Science just vindicated your font choices.
Researchers from Hanyang University in Seoul, South Korea, quantified the most common font pairings by analyzing and mapping which fonts are used together across advertising, album covers, books, packaging, and websites. Their findings, based on combinations of 8,042 two-font pairs and 3,089 triplets found on Fontsinuse.com, published in Scientific Reports, and available on nature.com, provides a novel and visual way of thinking about which fonts go together and why.
The study validates what graphic designers already know—we live in a sans-serif-first world—but a network graph published in the study shows the extent of it. Helvetica, Futura, and Univers are the workhorses of the design world, forming the largest nodes of the researchers’ data set, followed by other sans serifs like Akzidenz-Grotesk and Gotham. These clean, modern fonts showed up more than any others and were paired with a wide variety of secondary and tertiary fonts, depending on the medium.
“These fonts are highly versatile, serving as the foundation for typographic designs across a wide variety of contexts,” authors Jiin Choi and Kyung Hoon Hyun wrote about sans serifs. “Their strong connections to other fonts, particularly the frequent pairings between Helvetica and Futura, demonstrate a robust complementary relationship, making them staple choices in contemporary design practices.”

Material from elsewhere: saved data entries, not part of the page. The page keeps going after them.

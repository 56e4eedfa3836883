//! Wire extension framework.
//!
//! Extensions are negotiated during the handshake and then sit on the frame
//! path: each outbound frame runs through the negotiated stages in order
//! before its header is finalized, each inbound frame runs through them in
//! reverse order after header parsing. A stage may rewrite the payload and
//! set or clear the reserved bit it claims.
//!
//! The split between [`ExtensionFactory`] and [`ExtensionStage`] is the
//! statelessness boundary: a factory is shared and immutable, while codec
//! state (e.g. a compression window) lives only in the per-channel stage.

#[cfg(feature = "compression")]
pub mod deflate;

use std::fmt;

use crate::error::{Error, Result};
use crate::protocol::FrameHeader;

/// One parameter of an extension offer, e.g. `client_max_window_bits=15` or
/// the bare flag `server_no_context_takeover`.
#[derive(Debug, Clone, PartialEq, Eq)]
pub struct ExtensionParam {
    /// Parameter name.
    pub name: String,
    /// Parameter value; `None` for flag parameters.
    pub value: Option<String>,
}

impl ExtensionParam {
    /// A parameter with a value.
    pub fn new(name: impl Into<String>, value: impl Into<String>) -> Self {
        Self {
            name: name.into(),
            value: Some(value.into()),
        }
    }

    /// A flag parameter.
    pub fn flag(name: impl Into<String>) -> Self {
        Self {
            name: name.into(),
            value: None,
        }
    }

    /// Parse `name`, `name=value`, or `name="value"`.
    #[must_use]
    pub fn parse(s: &str) -> Self {
        match s.trim().split_once('=') {
            Some((name, value)) => Self {
                name: name.trim().to_string(),
                value: Some(value.trim().trim_matches('"').to_string()),
            },
            None => Self::flag(s.trim()),
        }
    }
}

impl fmt::Display for ExtensionParam {
    fn fmt(&self, f: &mut fmt::Formatter<'_>) -> fmt::Result {
        match &self.value {
            Some(v) => write!(f, "{}={}", self.name, v),
            None => write!(f, "{}", self.name),
        }
    }
}

/// One entry of a `Sec-WebSocket-Extensions` header: a name plus parameters.
#[derive(Debug, Clone, PartialEq, Eq)]
pub struct ExtensionOffer {
    /// Extension name.
    pub name: String,
    /// Offered parameters.
    pub params: Vec<ExtensionParam>,
}

impl ExtensionOffer {
    /// An offer with no parameters.
    pub fn new(name: impl Into<String>) -> Self {
        Self {
            name: name.into(),
            params: Vec::new(),
        }
    }

    /// An offer with parameters.
    pub fn with_params(name: impl Into<String>, params: Vec<ExtensionParam>) -> Self {
        Self {
            name: name.into(),
            params,
        }
    }

    /// Parse one entry: `extension-name; p1=v1; p2`.
    ///
    /// # Errors
    ///
    /// Returns [`Error::InvalidExtension`] for an empty name.
    pub fn parse(s: &str) -> Result<Self> {
        let mut parts = s.split(';');
        let name = parts.next().unwrap_or_default().trim().to_string();
        if name.is_empty() {
            return Err(Error::InvalidExtension("Empty extension name".into()));
        }
        Ok(Self {
            name,
            params: parts.map(ExtensionParam::parse).collect(),
        })
    }

    /// Look up a parameter by name.
    #[must_use]
    pub fn param(&self, name: &str) -> Option<&ExtensionParam> {
        self.params.iter().find(|p| p.name == name)
    }
}

impl fmt::Display for ExtensionOffer {
    fn fmt(&self, f: &mut fmt::Formatter<'_>) -> fmt::Result {
        write!(f, "{}", self.name)?;
        for param in &self.params {
            write!(f, "; {param}")?;
        }
        Ok(())
    }
}

/// Stateless extension factory, registered with the negotiator.
pub trait ExtensionFactory: Send + Sync {
    /// Name as it appears in `Sec-WebSocket-Extensions`.
    fn name(&self) -> &str;

    /// Instantiate a per-channel stage from an offer's parameters.
    ///
    /// Returns the stage and the parameters to confirm in the server's
    /// response header.
    ///
    /// # Errors
    ///
    /// Returns [`Error::InvalidExtension`] to refuse the offer; the
    /// negotiator then drops the extension rather than failing the
    /// handshake.
    fn create(
        &self,
        params: &[ExtensionParam],
    ) -> Result<(Box<dyn ExtensionStage>, Vec<ExtensionParam>)>;
}

/// A negotiated extension bound to one channel.
///
/// Stages own their codec state exclusively; no two frames of a channel are
/// processed concurrently within one stage, and state is never shared across
/// channels.
pub trait ExtensionStage: Send {
    /// Extension name, for diagnostics.
    fn name(&self) -> &str;

    /// RSV bits this stage claims (`RSV1 | RSV2 | RSV3` from
    /// [`crate::protocol::frame`]).
    fn rsv_bits(&self) -> u8 {
        0
    }

    /// Transform an outbound frame before its header is finalized.
    ///
    /// May rewrite `payload` and set the stage's reserved bit in `header`.
    ///
    /// # Errors
    ///
    /// Returns [`Error::Extension`] on a transform failure; the channel
    /// treats this as fatal.
    fn encode(&mut self, header: &mut FrameHeader, payload: &mut Vec<u8>) -> Result<()>;

    /// Transform an inbound frame after header parsing.
    ///
    /// Must clear the stage's reserved bit once consumed.
    ///
    /// # Errors
    ///
    /// Returns [`Error::Extension`] on a corrupt stream; the channel aborts
    /// with close code 1002 rather than attempting partial delivery.
    fn decode(&mut self, header: &mut FrameHeader, payload: &mut Vec<u8>) -> Result<()>;
}

/// The ordered chain of negotiated stages for one channel.
pub struct ExtensionPipeline {
    stages: Vec<Box<dyn ExtensionStage>>,
    claimed_rsv: u8,
}

impl ExtensionPipeline {
    /// A pipeline with no stages.
    #[must_use]
    pub fn empty() -> Self {
        Self {
            stages: Vec::new(),
            claimed_rsv: 0,
        }
    }

    /// Build a pipeline, checking that no two stages claim the same RSV bit.
    ///
    /// # Errors
    ///
    /// Returns [`Error::InvalidExtension`] on an RSV bit conflict.
    pub fn new(stages: Vec<Box<dyn ExtensionStage>>) -> Result<Self> {
        let mut claimed = 0u8;
        for stage in &stages {
            let bits = stage.rsv_bits();
            if claimed & bits != 0 {
                return Err(Error::InvalidExtension(format!(
                    "Extension '{}' claims already-taken RSV bits",
                    stage.name()
                )));
            }
            claimed |= bits;
        }
        Ok(Self {
            stages,
            claimed_rsv: claimed,
        })
    }

    /// Number of negotiated stages.
    #[must_use]
    pub fn len(&self) -> usize {
        self.stages.len()
    }

    /// Whether no stage was negotiated.
    #[must_use]
    pub fn is_empty(&self) -> bool {
        self.stages.is_empty()
    }

    /// The RSV bits owned by the negotiated stages. Inbound frames carrying
    /// any other bit are a protocol violation.
    #[must_use]
    pub fn claimed_rsv(&self) -> u8 {
        self.claimed_rsv
    }

    /// Run the outbound transforms in negotiation order.
    ///
    /// # Errors
    ///
    /// Propagates the first stage failure.
    pub fn encode(&mut self, header: &mut FrameHeader, payload: &mut Vec<u8>) -> Result<()> {
        for stage in &mut self.stages {
            stage.encode(header, payload)?;
        }
        Ok(())
    }

    /// Run the inbound transforms in reverse negotiation order.
    ///
    /// # Errors
    ///
    /// Propagates the first stage failure.
    pub fn decode(&mut self, header: &mut FrameHeader, payload: &mut Vec<u8>) -> Result<()> {
        for stage in self.stages.iter_mut().rev() {
            stage.decode(header, payload)?;
        }
        Ok(())
    }
}

impl fmt::Debug for ExtensionPipeline {
    fn fmt(&self, f: &mut fmt::Formatter<'_>) -> fmt::Result {
        f.debug_struct("ExtensionPipeline")
            .field(
                "stages",
                &self.stages.iter().map(|s| s.name()).collect::<Vec<_>>(),
            )
            .field("claimed_rsv", &format_args!("{:#05b}", self.claimed_rsv))
            .finish()
    }
}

Meanwhile serif, decorative, and script fonts tend to form smaller, secondary clusters, showing their specialized roles for different use cases. Magazines and periodicals typically used serif fonts suitable for reading in print, while advertising tended towards pairings that included more visually ornate fonts. Mobile and tablets biased thicker fonts, which are better for reading on a device. Branding and identities used pairings with more fonts that have bold, distinct glyphs.
The study found that some mediums have font pairings with minimal differences, like booklets and pamphlets, branding and identities, and magazines and periodicals. Album art was just the opposite, with much more disparate pairings of basic and decorative fonts, suggesting it might be common for designers to pair a fun font for the artist or album name with a more easy-to-read font for the rest of the album art.
The top overalls pairings are Futura-Futura Condensed, Futura-Helvetica, and Helvetica-Times New Roman, according to the study, but as researchers found, it all depends on the medium. A clean, versatile font is great for the base, but depending on the use case, designers can pick the most appropriate pairings.
“Given the highly visual and intuitive nature of typography, designers seek practical guidelines that not only enhance visual aesthetics but also align with the emotional tone of the content,” they wrote, and therefore, “understanding the fundamental visual characteristics of fonts is critical for practical design application.”
The authors of the font pairing study see their research as a “first step in understanding font morphology and pairing relationships” to be expanded on in subsequent studies.